Sogou log query analysis (MapReduce+Hive+idea comprehensive experiment)

prerequisite:

Install Hadoop 2 7.3 (under Linux system)

Install MySQL (under Windows or Linux system)

Install Hive (under Linux system) reference: Hive installation configuration

Title:

Download search data from Sogou lab for analysis

The downloaded data contains 6 fields, and the data format is described as follows:

Access time user ID [query term] the ranking of the URL in the return result, the sequence number clicked by the user, and the URL clicked by the user

be careful:

1. Field separator: field separators are spaces with different numbers;

2. Number of fields: some lines have 6 fields, and some have less than 6 fields.

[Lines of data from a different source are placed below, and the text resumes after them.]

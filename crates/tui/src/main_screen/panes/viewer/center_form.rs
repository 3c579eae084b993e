use camino::Utf8PathBuf;
use coursedir_client::center::{CreateLearningCenterInput, LearningCenter};
use ratatui::{prelude::Rect, Frame};
use serde_json::Value;

use crate::{
    event::Event,
    main_screen::{panes::Pane, Action, Document},
    store::{Failure, Op, Store},
    widgets::{Field, FieldKind, Form, FormEvent},
};

/// Registers a new school, or edits an existing one
pub struct CenterForm {
    form: Form,
    editing: Option<LearningCenter>,
}

fn fields() -> Vec<Field> {
    vec![
        Field::new("name", "Name", FieldKind::Text),
        Field::new("memo", "Memo", FieldKind::Text),
        Field::new("websiteURL", "Website", FieldKind::Text),
        Field::new("establishmentYear", "Established", FieldKind::Number),
        Field::new("logo", "Logo file to upload", FieldKind::Path),
    ]
}

impl CenterForm {
    pub fn new() -> Self {
        Self {
            form: Form::new("New school", fields()),
            editing: None,
        }
    }

    pub fn edit(center: LearningCenter) -> Self {
        let title = match &center.logo_image_url {
            Some(key) => format!("Editing {} (logo: {})", center.name, key),
            None => format!("Editing {} (no logo)", center.name),
        };
        let mut form = Form::new(title, fields());
        form.set("name", center.name.clone());
        form.set("memo", center.memo.clone().unwrap_or_default());
        form.set("websiteURL", center.website_url.clone().unwrap_or_default());
        if let Some(year) = center.establishment_year {
            form.set("establishmentYear", year.to_string());
        }

        Self {
            form,
            editing: Some(center),
        }
    }

    fn submit(&self, store: &mut Store) -> Result<(), (Op, Failure)> {
        let op = match self.editing {
            Some(_) => Op::UpdateCenter,
            None => Op::CreateCenter,
        };
        if self.form.value("name").is_empty() {
            return Err((op, Failure::precondition("a school needs a name")));
        }
        let mut values = self.form.to_json().map_err(|f| (op, f))?;
        let logo = match self.form.value("logo") {
            "" => None,
            path => Some(Utf8PathBuf::from(path)),
        };
        let parse_failure =
            |e: serde_json::Error| (op, Failure::precondition(format!("Invalid school: {}", e)));

        match &self.editing {
            None => {
                values.retain(|_, v| !v.is_null());
                let input: CreateLearningCenterInput =
                    serde_json::from_value(Value::Object(values)).map_err(parse_failure)?;
                store.create_center(input, logo).map_err(|f| (op, f))
            }
            Some(center) => {
                let mut merged = serde_json::to_value(center).map_err(parse_failure)?;
                if let Value::Object(m) = &mut merged {
                    m.extend(values);
                }
                let center = serde_json::from_value(merged).map_err(parse_failure)?;
                store.update_center(center, logo).map_err(|f| (op, f))
            }
        }
    }
}

impl Pane for CenterForm {
    fn draw(&mut self, _: &Store, frame: &mut Frame, area: Rect) {
        self.form.draw(frame, area);
    }

    fn handle_event(&mut self, store: &mut Store, event: Event) -> Action {
        let Event::Key(key) = event else {
            return Action::None;
        };

        match self.form.handle_key(key) {
            FormEvent::None => Action::None,
            FormEvent::Cancel => Action::Show(Document::Welcome),
            FormEvent::Submit => match self.submit(store) {
                Ok(()) => Action::None,
                Err((op, f)) => Action::refused(op, f),
            },
        }
    }
}
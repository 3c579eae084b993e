use camino::Utf8PathBuf;
use coursedir_client::course::{CSV_COLUMNS, TABLE_COLUMN_COUNT};
use crossterm::event::KeyCode;
use ratatui::{
    prelude::{Constraint, Direction, Layout, Rect},
    style::Stylize,
    widgets::{Block, Borders, Paragraph, Row, Table},
    Frame,
};

use crate::{
    event::Event,
    main_screen::{panes::Pane, Action, Document},
    store::{course_to_row, Failure, Op, Store},
    styles::{self, error_text},
    widgets::{Prompt, PromptEvent, StatefulList},
};

/// Something destructive waiting for the same key again
#[derive(Debug, PartialEq, Eq)]
enum Pending {
    Delete(String),
    DeleteAll,
}

/// The courses of the selected school, as a table
#[derive(Debug, Default)]
pub struct CoursesViewer {
    list: StatefulList,
    import_prompt: Option<Prompt>,
    pending: Option<Pending>,
}

impl CoursesViewer {
    pub fn prompting(&self) -> bool {
        self.import_prompt.is_some()
    }

    fn selected_course(
        &self,
        store: &Store,
    ) -> Result<coursedir_client::course::LearningCenterCourse, Failure> {
        self.list
            .selected()
            .and_then(|i| store.visible_courses().get(i).map(|c| (*c).clone()))
            .ok_or_else(|| Failure::precondition("Select a course first."))
    }

    fn import(&mut self, store: &mut Store, event: Event) -> Action {
        let (Some(prompt), Event::Key(key)) = (&mut self.import_prompt, event) else {
            return Action::None;
        };

        match prompt.handle_key(key) {
            PromptEvent::None => Action::None,
            PromptEvent::Cancel => {
                self.import_prompt = None;
                Action::None
            }
            PromptEvent::Submit(path) => {
                self.import_prompt = None;
                if path.is_empty() {
                    return Action::None;
                }
                match store.import_courses_csv(Utf8PathBuf::from(path)) {
                    Ok(()) => Action::None,
                    Err(f) => Action::refused(Op::ImportCourses, f),
                }
            }
        }
    }
}

impl Pane for CoursesViewer {
    fn draw(&mut self, store: &Store, frame: &mut Frame, area: Rect) {
        let Some(center) = store.selected_center() else {
            frame.render_widget(
                Paragraph::new("Select a school in the navigation pane to see its courses."),
                area,
            );
            return;
        };

        let layout = Layout::new(
            Direction::Vertical,
            [Constraint::Min(0), Constraint::Length(1)],
        )
        .split(area);

        let columns = &CSV_COLUMNS[..TABLE_COLUMN_COUNT];
        let courses = store.visible_courses();
        let rows: Vec<Row> = courses
            .iter()
            .map(|c| {
                let cells = course_to_row(c).unwrap_or_default();
                Row::new(
                    columns
                        .iter()
                        .map(|col| cells.get(col.key).cloned().unwrap_or_default()),
                )
            })
            .collect();
        let row_count = rows.len();

        let table = Table::new(
            rows,
            [
                Constraint::Percentage(30),
                Constraint::Length(7),
                Constraint::Length(9),
                Constraint::Length(6),
                Constraint::Length(7),
                Constraint::Length(7),
                Constraint::Min(10),
            ],
        )
        .header(Row::new(columns.iter().map(|c| c.title)).style(styles::header()))
        .highlight_style(styles::highlight())
        .block(
            Block::default()
                .borders(Borders::BOTTOM)
                .title(format!("{} ({} courses)", center.name, row_count)),
        );
        self.list.render_table_to(frame, layout[0], table, row_count);

        frame.render_widget(
            Paragraph::new(
                "n new, e edit, d delete, D delete all, i import, x export, q back".gray(),
            ),
            layout[1],
        );

        if let Some(prompt) = &self.import_prompt {
            prompt.draw(frame, area);
        }
    }

    fn handle_event(&mut self, store: &mut Store, event: Event) -> Action {
        if self.import_prompt.is_some() {
            return self.import(store, event);
        }

        let Event::Key(key) = event else {
            return Action::None;
        };
        let pending = self.pending.take();

        match key.code {
            KeyCode::Down | KeyCode::Char('j') => self.list.next(),
            KeyCode::Up | KeyCode::Char('k') => self.list.previous(),
            KeyCode::Char('n') => {
                if store.selected_center().is_none() {
                    return Action::refused(
                        Op::CreateCourse,
                        Failure::precondition("Select a school first."),
                    );
                }
                return Action::Show(Document::NewCourse);
            }
            KeyCode::Char('e') => {
                return match self.selected_course(store) {
                    Ok(c) => Action::Show(Document::EditCourse(c)),
                    Err(f) => Action::refused(Op::UpdateCourse, f),
                }
            }
            KeyCode::Char('d') => match self.selected_course(store) {
                Ok(c) if pending == Some(Pending::Delete(c.id.clone())) => store.delete_course(&c),
                Ok(c) => {
                    let msg = format!("Press d again to delete {}.", c.course_name);
                    self.pending = Some(Pending::Delete(c.id));
                    return Action::Flash(error_text(msg));
                }
                Err(f) => return Action::refused(Op::DeleteCourse, f),
            },
            KeyCode::Char('D') => {
                if pending == Some(Pending::DeleteAll) {
                    if let Err(f) = store.bulk_delete() {
                        return Action::refused(Op::BulkDelete, f);
                    }
                } else {
                    let count = store.visible_courses().len();
                    self.pending = Some(Pending::DeleteAll);
                    return Action::Flash(error_text(format!(
                        "Press D again to delete all {} courses of this school.",
                        count
                    )));
                }
            }
            KeyCode::Char('i') => {
                self.import_prompt = Some(Prompt::new("Import courses from CSV file"));
            }
            KeyCode::Char('x') => return Action::Export,
            _ => (),
        };

        Action::None
    }
}
use ratatui::prelude::Rect;

mod form;
mod prompt;
mod stateful_list;

pub use form::{Field, FieldKind, Form, FormEvent};
pub use prompt::{Prompt, PromptEvent};
pub use stateful_list::StatefulList;

/// A rectangle of at most the given size, in the middle of `area`
pub fn centered(area: Rect, width: u16, height: u16) -> Rect {
    let width = width.min(area.width);
    let height = height.min(area.height);
    Rect {
        x: area.x + (area.width - width) / 2,
        y: area.y + (area.height - height) / 2,
        width,
        height,
    }
}
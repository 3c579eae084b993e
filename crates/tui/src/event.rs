use anyhow::Result;
use crossterm::event::{self, Event as CrosstermEvent, KeyEvent};
use log::{debug, error};
use std::cell::RefCell;
use std::sync::atomic::{AtomicBool, Ordering};
use std::sync::mpsc::{self, Sender};
use std::sync::Arc;
use std::thread;
use std::time::Duration;

use crate::store;

/// An event our app may receive
#[derive(Debug)]
pub enum Event {
    /// Key press.
    Key(KeyEvent),

    /// Terminal resize. We redraw anyway, so this only wakes the loop up.
    Resize,

    /// A result from the store worker.
    Store(store::Event),
}

/// The event bus aggregates events from multiple threads, and joins them all back when dropped.
#[derive(Debug)]
pub struct EventBus {
    sender: mpsc::Sender<Event>,
    receiver: mpsc::Receiver<Event>,
    running: Arc<AtomicBool>,
    handles: RefCell<Vec<thread::JoinHandle<()>>>,
}

impl EventBus {
    /// Create a new event bus
    pub fn new() -> Self {
        let (sender, receiver) = mpsc::channel();
        Self {
            sender,
            receiver,
            running: Arc::new(AtomicBool::new(true)),
            handles: Default::default(),
        }
    }

    /// Receive the next event, blocking until there is one.
    pub fn next(&self) -> Result<Event> {
        Ok(self.receiver.recv()?)
    }

    /// Spawn a new thread that can publish to this event bus
    pub fn spawn<F>(&self, name: impl ToString, f: F)
    where
        F: 'static + Send + FnOnce(Arc<AtomicBool>, Sender<Event>),
    {
        let sender = self.sender.clone();
        let running = self.running.clone();
        let name = name.to_string();
        match thread::Builder::new()
            .name(name.clone())
            .spawn(move || f(running, sender))
        {
            Ok(h) => self.handles.borrow_mut().push(h),
            Err(e) => error!("couldn't spawn thread {}: {}", name, e),
        }
    }

    /// Spawn a thread to publish terminal events to this bus
    pub fn spawn_terminal_listener(&self) {
        self.spawn("terminal_events", |running, sender| {
            if let Err(e) = Self::terminal_events(running, sender) {
                error!("terminal listener stopped: {:?}", e);
            }
        })
    }

    /// Polls for terminal events and sends them to the given sender, until we stop running.
    fn terminal_events(running: Arc<AtomicBool>, sender: Sender<Event>) -> Result<()> {
        while running.load(Ordering::Relaxed) {
            if !event::poll(Duration::from_millis(250))? {
                continue;
            }
            match event::read()? {
                CrosstermEvent::Key(e) => sender.send(Event::Key(e))?,
                CrosstermEvent::Resize(_, _) => sender.send(Event::Resize)?,
                _ => (),
            }
        }

        Ok(())
    }
}

impl Drop for EventBus {
    fn drop(&mut self) {
        self.running.store(false, Ordering::Relaxed);

        // The store worker exits once the store's sender is dropped, which happens before this.
        self.handles.borrow_mut().drain(..).for_each(|h| {
            debug!("joining thread {:?}", h.thread().name());
            if h.join().is_err() {
                error!("thread panicked");
            }
        });
    }
}
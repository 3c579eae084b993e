//! Object storage for school logos, reached through the storage gateway.
use log::debug;
use serde::Deserialize;

use crate::{AuthMode, Client, Error, Result};

/// How long signed URLs stay valid, in seconds
const SIGNED_URL_EXPIRY: u32 = 900;

/// Somewhere we can keep files by key
pub trait ObjectStore {
    fn upload(&self, key: &str, bytes: Vec<u8>, content_type: &str) -> Result<()>;

    /// A temporary URL anyone can fetch the object from
    fn signed_url(&self, key: &str) -> Result<String>;

    fn remove(&self, key: &str) -> Result<()>;
}

/// The storage gateway, sharing a [`Client`]'s connection and credentials
#[derive(Clone)]
pub struct Storage {
    client: Client,
    base: String,
}

#[derive(Deserialize)]
struct SignedUrlResp {
    url: String,
}

impl Storage {
    pub fn new(client: Client, base: impl Into<String>) -> Self {
        let mut base = base.into();
        while base.ends_with('/') {
            base.pop();
        }
        Self { client, base }
    }

    fn object_url(&self, key: &str) -> String {
        format!("{}/objects/{}", self.base, key)
    }

    fn auth_header(&self, mode: AuthMode) -> Result<(&'static str, &str)> {
        self.client.creds.header(mode).ok_or(Error::MissingToken)
    }

    fn check(resp: reqwest::blocking::Response) -> Result<reqwest::blocking::Response> {
        let status = resp.status();
        if status == reqwest::StatusCode::UNAUTHORIZED || status == reqwest::StatusCode::FORBIDDEN
        {
            return Err(Error::Unauthorized);
        }
        if !status.is_success() {
            return Err(Error::Status(status));
        }
        Ok(resp)
    }
}

impl ObjectStore for Storage {
    fn upload(&self, key: &str, bytes: Vec<u8>, content_type: &str) -> Result<()> {
        let (header, value) = self.auth_header(AuthMode::UserPool)?;
        debug!("uploading {} ({} bytes, {})", key, bytes.len(), content_type);
        Self::check(
            self.client
                .http()
                .put(self.object_url(key))
                .header(header, value)
                .header(reqwest::header::CONTENT_TYPE, content_type)
                .body(bytes)
                .send()?,
        )?;
        Ok(())
    }

    fn signed_url(&self, key: &str) -> Result<String> {
        let (header, value) = self.auth_header(AuthMode::ApiKey)?;
        let expires = SIGNED_URL_EXPIRY.to_string();
        let resp: SignedUrlResp = Self::check(
            self.client
                .http()
                .get(format!("{}/sign", self.base))
                .query(&[("key", key), ("expires", expires.as_str())])
                .header(header, value)
                .send()?,
        )?
        .json()?;
        Ok(resp.url)
    }

    fn remove(&self, key: &str) -> Result<()> {
        let (header, value) = self.auth_header(AuthMode::UserPool)?;
        debug!("removing {}", key);
        Self::check(
            self.client
                .http()
                .delete(self.object_url(key))
                .header(header, value)
                .send()?,
        )?;
        Ok(())
    }
}

/// Guess a content type from a file name's extension
pub fn content_type_for(file_name: &str) -> &'static str {
    let ext = file_name
        .rsplit_once('.')
        .map(|(_, ext)| ext.to_ascii_lowercase())
        .unwrap_or_default();
    match ext.as_str() {
        "png" => "image/png",
        "jpg" | "jpeg" => "image/jpeg",
        "gif" => "image/gif",
        "svg" => "image/svg+xml",
        "webp" => "image/webp",
        _ => "application/octet-stream",
    }
}
use chrono::{DateTime, Utc};
use serde::{Deserialize, Serialize};
use serde_json::{json, Value};

use crate::model::{Entity, Model, Record};

pub const MODEL: Model = Model {
    name: "Review",
    plural: "Reviews",
    fields: "id learningCenterId learningCenterCourseId title comment rating isPublished \
             createdAt updatedAt owner",
};

/// A user's review of a school, or one of its courses
#[derive(Clone, Debug, PartialEq, Serialize, Deserialize)]
#[serde(rename_all = "camelCase")]
pub struct Review {
    pub id: String,
    pub learning_center_id: String,
    pub learning_center_course_id: Option<String>,
    #[serde(default)]
    pub title: String,
    pub comment: Option<String>,
    /// 1 to 5
    pub rating: Option<u8>,
    pub is_published: Option<bool>,

    pub created_at: Option<DateTime<Utc>>,
    pub updated_at: Option<DateTime<Utc>>,
    pub owner: Option<String>,
}

impl Record for Review {
    fn id(&self) -> &str {
        &self.id
    }

    fn created_at(&self) -> Option<DateTime<Utc>> {
        self.created_at
    }
}

impl Entity for Review {
    const MODEL: &'static Model = &MODEL;
}

/// Filter selecting the reviews of one school
pub fn for_center(center_id: &str) -> Value {
    json!({ "learningCenterId": { "eq": center_id } })
}
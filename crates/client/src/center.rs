use chrono::{DateTime, Utc};
use serde::{Deserialize, Serialize};

use crate::model::{Entity, Model, Record};

pub const MODEL: Model = Model {
    name: "LearningCenter",
    plural: "LearningCenters",
    fields: "id name memo websiteURL logoImageURL establishmentYear createdAt updatedAt owner",
};

/// A school, which owns courses
#[derive(Clone, Debug, PartialEq, Serialize, Deserialize)]
#[serde(rename_all = "camelCase")]
pub struct LearningCenter {
    pub id: String,
    #[serde(default)]
    pub name: String,
    pub memo: Option<String>,
    #[serde(rename = "websiteURL")]
    pub website_url: Option<String>,

    /// Object storage key of the logo, if one was uploaded.
    #[serde(rename = "logoImageURL")]
    pub logo_image_url: Option<String>,
    pub establishment_year: Option<i32>,

    pub created_at: Option<DateTime<Utc>>,
    pub updated_at: Option<DateTime<Utc>>,
    pub owner: Option<String>,
}

/// Fields an admin fills in when registering a school
#[derive(Clone, Debug, Default, PartialEq, Serialize, Deserialize)]
#[serde(rename_all = "camelCase", default)]
pub struct CreateLearningCenterInput {
    pub name: String,
    #[serde(skip_serializing_if = "Option::is_none")]
    pub memo: Option<String>,
    #[serde(rename = "websiteURL", skip_serializing_if = "Option::is_none")]
    pub website_url: Option<String>,
    #[serde(rename = "logoImageURL", skip_serializing_if = "Option::is_none")]
    pub logo_image_url: Option<String>,
    #[serde(skip_serializing_if = "Option::is_none")]
    pub establishment_year: Option<i32>,
}

impl Record for LearningCenter {
    fn id(&self) -> &str {
        &self.id
    }

    fn created_at(&self) -> Option<DateTime<Utc>> {
        self.created_at
    }
}

impl Entity for LearningCenter {
    const MODEL: &'static Model = &MODEL;
}

#[cfg(test)]
mod tests {
    use super::*;
    use pretty_assertions::assert_eq;
    use serde_json::json;

    #[test]
    fn decodes_backend_record() {
        let center: LearningCenter = serde_json::from_value(json!({
            "id": "c1",
            "name": "Tech Academy",
            "memo": null,
            "websiteURL": "https://example.com",
            "logoImageURL": "logos/1-tech.png",
            "establishmentYear": 2015,
            "createdAt": "2024-03-01T09:00:00.000Z",
            "updatedAt": "2024-03-01T09:00:00.000Z",
            "owner": "admin",
        }))
        .unwrap();

        assert_eq!(center.logo_image_url.as_deref(), Some("logos/1-tech.png"));
        assert_eq!(center.establishment_year, Some(2015));
    }

    #[test]
    fn input_skips_unset_fields() {
        let input = CreateLearningCenterInput {
            name: "Tech Academy".to_string(),
            establishment_year: Some(2015),
            ..Default::default()
        };
        assert_eq!(
            serde_json::to_value(&input).unwrap(),
            json!({ "name": "Tech Academy", "establishmentYear": 2015 })
        );
    }
}
use std::fs::File;

use anyhow::{anyhow, Context, Result};
use coursedir_client::Secret;
use serde::{Deserialize, Serialize};
use xdg::BaseDirectories;

use crate::config::XDG_PREFIX;

/// Remembers an id token given through the environment, so later runs don't need it
#[derive(Debug, Clone, Serialize, Deserialize)]
pub struct AuthCache {
    id_token: Secret,
}

impl AuthCache {
    pub fn new(id_token: Secret) -> Self {
        Self { id_token }
    }

    pub fn into_token(self) -> Secret {
        self.id_token
    }

    pub fn load() -> Result<Self> {
        let path = BaseDirectories::with_prefix(XDG_PREFIX)?
            .find_cache_file("auth_cache.json")
            .ok_or_else(|| anyhow!("auth cache does not exist"))?;

        let file = File::open(path).context("error opening auth cache")?;
        let cache = serde_json::from_reader(&file).context("error deserialising auth cache")?;

        Ok(cache)
    }

    pub fn save(&self) -> Result<()> {
        let path = BaseDirectories::with_prefix(XDG_PREFIX)?.place_cache_file("auth_cache.json")?;

        let mut file = File::create(path).context("error opening auth cache")?;
        serde_json::to_writer(&mut file, &self).context("error serialising auth cache")?;

        Ok(())
    }
}
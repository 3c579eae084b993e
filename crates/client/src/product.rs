use chrono::{DateTime, Utc};
use serde::{Deserialize, Serialize};

use crate::model::{Entity, Model, Record};

pub const MODEL: Model = Model {
    name: "Product",
    plural: "Products",
    fields: "id name price description createdAt updatedAt",
};

/// A paid listing plan schools can buy
#[derive(Clone, Debug, PartialEq, Serialize, Deserialize)]
#[serde(rename_all = "camelCase")]
pub struct Product {
    pub id: String,
    #[serde(default)]
    pub name: String,
    pub price: Option<i64>,
    pub description: Option<String>,

    pub created_at: Option<DateTime<Utc>>,
    pub updated_at: Option<DateTime<Utc>>,
}

#[derive(Clone, Debug, Default, PartialEq, Serialize, Deserialize)]
#[serde(rename_all = "camelCase", default)]
pub struct CreateProductInput {
    pub name: String,
    #[serde(skip_serializing_if = "Option::is_none")]
    pub price: Option<i64>,
    #[serde(skip_serializing_if = "Option::is_none")]
    pub description: Option<String>,
}

impl Record for Product {
    fn id(&self) -> &str {
        &self.id
    }

    fn created_at(&self) -> Option<DateTime<Utc>> {
        self.created_at
    }
}

impl Entity for Product {
    const MODEL: &'static Model = &MODEL;
}
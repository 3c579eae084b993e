use std::{env, fs::File};

use anyhow::{anyhow, Context, Result};
use camino::Utf8PathBuf;
use coursedir_client::{Credentials, Secret};
use log::debug;
use serde::{Deserialize, Serialize};
use simplelog::LevelFilter;
use xdg::BaseDirectories;

use crate::auth_cache::AuthCache;

/// Directory name used under the XDG config and cache dirs
pub const XDG_PREFIX: &str = "coursedir-admin";

/// Overrides the configured id token. Remembered for later runs.
const TOKEN_VAR: &str = "COURSEDIR_ID_TOKEN";

/// Overrides the configured log level
const LOG_VAR: &str = "COURSEDIR_LOG";

#[derive(Debug, Clone, Serialize, Deserialize)]
pub struct Config {
    /// GraphQL endpoint
    pub endpoint: String,
    pub api_key: Secret,

    /// Base URL of the storage gateway
    pub storage_endpoint: String,

    /// Needed for anything that changes data
    #[serde(default)]
    pub id_token: Option<Secret>,

    /// Where exported sheets go. Defaults to the current directory.
    #[serde(default)]
    pub export_dir: Option<Utf8PathBuf>,

    #[serde(default)]
    pub log_level: Option<String>,
}

impl Config {
    pub fn load() -> Result<Self> {
        let path = BaseDirectories::with_prefix(XDG_PREFIX)?
            .find_config_file("config.json")
            .ok_or_else(|| anyhow!("config does not exist"))?;

        let file = File::open(&path).context("error opening config file")?;
        let config = serde_json::from_reader(&file).context("error deserialising config file")?;

        Ok(config)
    }

    /// Credentials to use, from the environment, the config, or the token cache, in that order
    pub fn credentials(&self) -> Credentials {
        let id_token = match env::var(TOKEN_VAR) {
            Ok(t) if !t.is_empty() => {
                let token = Secret::from(t);
                if let Err(e) = AuthCache::new(token.clone()).save() {
                    debug!("error saving auth cache: {:?}", e);
                }
                Some(token)
            }
            _ => self.id_token.clone().or_else(|| match AuthCache::load() {
                Ok(c) => Some(c.into_token()),
                Err(e) => {
                    debug!("no cached token: {:?}", e);
                    None
                }
            }),
        };

        Credentials {
            api_key: self.api_key.clone(),
            id_token,
        }
    }

    pub fn export_dir(&self) -> Utf8PathBuf {
        self.export_dir
            .clone()
            .unwrap_or_else(|| Utf8PathBuf::from("."))
    }

    pub fn log_level(&self) -> LevelFilter {
        env::var(LOG_VAR)
            .ok()
            .or_else(|| self.log_level.clone())
            .and_then(|l| l.parse().ok())
            .unwrap_or(LevelFilter::Info)
    }
}
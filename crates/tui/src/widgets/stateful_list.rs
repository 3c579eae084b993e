use ratatui::{prelude::*, widgets::*};

/// Remembers the selected item of a list or table between draws
#[derive(Debug, Default)]
pub struct StatefulList {
    selected: Option<usize>,
    offset: usize,
    last_item_count: usize,
}

impl StatefulList {
    pub fn selected(&self) -> Option<usize> {
        self.selected
    }

    pub fn next(&mut self) {
        if self.last_item_count == 0 {
            return;
        }

        self.selected = Some(match self.selected {
            Some(i) if i + 1 < self.last_item_count => i + 1,
            _ => 0,
        });
    }

    pub fn previous(&mut self) {
        if self.last_item_count == 0 {
            return;
        }

        self.selected = Some(match self.selected {
            Some(0) | None => self.last_item_count - 1,
            Some(i) => i - 1,
        });
    }

    /// Keep the selection inside a list that may have shrunk
    fn set_item_count(&mut self, count: usize) {
        self.last_item_count = count;
        self.selected = match self.selected {
            _ if count == 0 => None,
            Some(i) if i >= count => Some(count - 1),
            None => Some(0),
            s => s,
        };
    }

    pub fn render_to(&mut self, frame: &mut Frame, target: Rect, list: List) {
        self.set_item_count(list.len());
        let mut state = ListState::default()
            .with_selected(self.selected)
            .with_offset(self.offset);
        frame.render_stateful_widget(list, target, &mut state);
        self.offset = state.offset();
    }

    /// Like [`Self::render_to`], but tables don't know how many rows they have.
    pub fn render_table_to(&mut self, frame: &mut Frame, target: Rect, table: Table, rows: usize) {
        self.set_item_count(rows);
        let mut state = TableState::default()
            .with_selected(self.selected)
            .with_offset(self.offset);
        frame.render_stateful_widget(table, target, &mut state);
        self.offset = state.offset();
    }
}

Question: use MapReduce and Hive to query the data ranked No. 2 in search results and No. 1 in click order?

Experimental steps:

Idea: use MapReduce for data cleaning and Hive for data analysis.

1. Download data source

Open Sogou lab link
http://www.sogou.com/labs/resource/q.php

Download the compact version (one day data, 63mb) tar GZ format data

The downloaded files are as follows:


2. Upload and download files to HDFS

2.1 upload the downloaded files to the Linux system through the Xshell tool

2.2 unzip sogouq reduced. tar. GZ and upload to HDFS

Decompression:

 tar -zxvf SogouQ.reduced.tar.gz

You can use the tail command to view the data of the last three lines of the extracted file

tail -3 SogouQ.reduced

The query word is Chinese. The code here is found to be garbled according to UTF-8. When coding, it is specified as' GBK 'to avoid garbled code. The data format is as described above:

Access time user ID [query term] the ranking of the URL in the return result, the sequence number clicked by the user, and the URL clicked by the user

Upload to HDFS:

hdfs dfs -put SogouQ.reduced /

Check whether the upload is successful

 hdfs dfs -ls /


3. Data cleaning

Because the number of fields in some rows of the original data is not 6, and the field separator of the original data is not the comma '' and '' specified in Hive table, the original data needs to be cleaned.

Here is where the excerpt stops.